Report each line of the entries that contains the word "format", copied in full.

___ TASK INPUTS ___

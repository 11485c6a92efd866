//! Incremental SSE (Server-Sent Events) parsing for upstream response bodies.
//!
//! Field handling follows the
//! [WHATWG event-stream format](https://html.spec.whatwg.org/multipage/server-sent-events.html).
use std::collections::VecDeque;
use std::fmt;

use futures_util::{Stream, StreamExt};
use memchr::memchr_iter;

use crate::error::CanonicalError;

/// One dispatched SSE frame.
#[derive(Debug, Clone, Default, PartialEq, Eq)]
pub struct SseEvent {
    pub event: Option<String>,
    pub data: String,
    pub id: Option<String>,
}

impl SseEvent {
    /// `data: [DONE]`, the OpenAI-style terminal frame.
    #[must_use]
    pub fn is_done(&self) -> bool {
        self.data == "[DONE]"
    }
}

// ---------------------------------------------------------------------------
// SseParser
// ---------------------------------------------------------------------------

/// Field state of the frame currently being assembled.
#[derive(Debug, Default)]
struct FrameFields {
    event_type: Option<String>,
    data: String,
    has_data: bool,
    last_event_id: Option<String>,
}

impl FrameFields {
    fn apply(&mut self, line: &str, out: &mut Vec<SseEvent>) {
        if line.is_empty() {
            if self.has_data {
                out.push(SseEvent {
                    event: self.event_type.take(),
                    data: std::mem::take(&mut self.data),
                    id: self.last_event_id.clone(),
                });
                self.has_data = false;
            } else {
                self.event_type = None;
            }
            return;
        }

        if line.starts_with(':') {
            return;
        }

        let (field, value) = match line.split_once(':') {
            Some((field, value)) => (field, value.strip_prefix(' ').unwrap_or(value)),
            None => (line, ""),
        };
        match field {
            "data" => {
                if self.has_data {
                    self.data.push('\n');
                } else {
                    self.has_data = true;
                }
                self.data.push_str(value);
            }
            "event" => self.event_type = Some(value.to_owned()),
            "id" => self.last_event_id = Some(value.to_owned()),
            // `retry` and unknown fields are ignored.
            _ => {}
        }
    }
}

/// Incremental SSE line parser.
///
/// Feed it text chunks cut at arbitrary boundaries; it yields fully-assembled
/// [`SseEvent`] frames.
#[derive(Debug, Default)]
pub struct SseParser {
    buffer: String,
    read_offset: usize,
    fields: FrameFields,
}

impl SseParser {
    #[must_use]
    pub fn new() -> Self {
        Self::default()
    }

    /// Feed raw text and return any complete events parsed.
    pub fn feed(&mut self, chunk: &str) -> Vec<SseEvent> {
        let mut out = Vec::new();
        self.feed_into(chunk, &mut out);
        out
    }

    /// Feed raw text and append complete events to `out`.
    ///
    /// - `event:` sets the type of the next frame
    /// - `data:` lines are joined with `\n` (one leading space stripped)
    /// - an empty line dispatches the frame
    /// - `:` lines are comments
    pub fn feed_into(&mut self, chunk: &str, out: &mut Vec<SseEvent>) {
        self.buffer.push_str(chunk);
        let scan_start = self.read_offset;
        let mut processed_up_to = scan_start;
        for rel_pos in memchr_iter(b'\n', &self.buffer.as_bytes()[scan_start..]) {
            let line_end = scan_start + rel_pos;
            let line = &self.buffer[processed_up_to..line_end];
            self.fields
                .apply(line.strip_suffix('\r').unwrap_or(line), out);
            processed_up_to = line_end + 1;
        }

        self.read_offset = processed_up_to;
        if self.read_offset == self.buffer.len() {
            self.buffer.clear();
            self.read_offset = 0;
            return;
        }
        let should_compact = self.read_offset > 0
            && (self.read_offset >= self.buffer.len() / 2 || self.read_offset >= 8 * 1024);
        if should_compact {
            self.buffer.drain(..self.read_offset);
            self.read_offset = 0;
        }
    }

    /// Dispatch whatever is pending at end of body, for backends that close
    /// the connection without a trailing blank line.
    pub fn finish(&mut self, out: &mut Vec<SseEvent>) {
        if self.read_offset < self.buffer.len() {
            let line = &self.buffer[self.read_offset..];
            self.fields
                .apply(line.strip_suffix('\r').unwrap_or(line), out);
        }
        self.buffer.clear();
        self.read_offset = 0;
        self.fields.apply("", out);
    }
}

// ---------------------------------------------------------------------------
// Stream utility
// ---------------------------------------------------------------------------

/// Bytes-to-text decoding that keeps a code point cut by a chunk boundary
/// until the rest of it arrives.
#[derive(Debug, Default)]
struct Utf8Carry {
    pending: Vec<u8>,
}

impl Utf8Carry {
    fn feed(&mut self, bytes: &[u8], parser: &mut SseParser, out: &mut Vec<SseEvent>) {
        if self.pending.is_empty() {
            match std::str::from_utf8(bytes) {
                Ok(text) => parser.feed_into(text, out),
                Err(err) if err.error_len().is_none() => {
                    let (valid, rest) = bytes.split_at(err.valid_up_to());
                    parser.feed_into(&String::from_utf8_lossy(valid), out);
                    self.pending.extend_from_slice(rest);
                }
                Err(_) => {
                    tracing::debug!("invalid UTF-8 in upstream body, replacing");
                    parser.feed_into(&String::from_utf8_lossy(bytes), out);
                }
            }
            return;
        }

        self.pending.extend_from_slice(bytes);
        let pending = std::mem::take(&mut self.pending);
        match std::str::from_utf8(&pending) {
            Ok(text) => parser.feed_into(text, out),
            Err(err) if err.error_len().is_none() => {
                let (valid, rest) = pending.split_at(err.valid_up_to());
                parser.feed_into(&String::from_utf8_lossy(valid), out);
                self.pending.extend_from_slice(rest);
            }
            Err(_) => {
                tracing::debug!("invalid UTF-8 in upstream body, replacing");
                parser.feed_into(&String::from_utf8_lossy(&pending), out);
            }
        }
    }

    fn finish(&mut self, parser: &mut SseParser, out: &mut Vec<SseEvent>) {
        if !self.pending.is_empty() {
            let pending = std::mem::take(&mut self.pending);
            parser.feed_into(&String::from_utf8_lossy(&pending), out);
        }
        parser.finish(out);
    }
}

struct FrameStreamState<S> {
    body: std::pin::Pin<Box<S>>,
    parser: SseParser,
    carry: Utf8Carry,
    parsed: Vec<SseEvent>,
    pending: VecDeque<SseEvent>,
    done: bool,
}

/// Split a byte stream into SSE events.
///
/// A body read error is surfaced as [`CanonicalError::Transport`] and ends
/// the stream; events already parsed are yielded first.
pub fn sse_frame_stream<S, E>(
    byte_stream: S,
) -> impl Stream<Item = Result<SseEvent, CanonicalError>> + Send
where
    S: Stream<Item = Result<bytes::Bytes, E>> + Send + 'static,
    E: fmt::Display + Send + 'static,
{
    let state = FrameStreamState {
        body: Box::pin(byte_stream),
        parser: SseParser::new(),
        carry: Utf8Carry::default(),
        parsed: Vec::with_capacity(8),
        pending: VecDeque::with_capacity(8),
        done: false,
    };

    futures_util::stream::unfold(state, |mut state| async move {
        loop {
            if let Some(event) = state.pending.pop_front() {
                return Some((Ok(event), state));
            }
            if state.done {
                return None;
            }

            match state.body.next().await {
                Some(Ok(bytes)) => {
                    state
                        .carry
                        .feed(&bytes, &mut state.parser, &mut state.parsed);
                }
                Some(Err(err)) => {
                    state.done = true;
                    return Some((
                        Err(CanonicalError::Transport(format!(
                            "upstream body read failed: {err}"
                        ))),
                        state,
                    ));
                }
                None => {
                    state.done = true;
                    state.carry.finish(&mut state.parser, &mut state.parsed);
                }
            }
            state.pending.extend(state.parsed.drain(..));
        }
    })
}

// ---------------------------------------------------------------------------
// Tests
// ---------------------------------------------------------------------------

___

### EXERCISE RESULT
//! [WHATWG event-stream format](https://html.spec.whatwg.org/multipage/server-sent-events.html).
                        Err(CanonicalError::Transport(format!(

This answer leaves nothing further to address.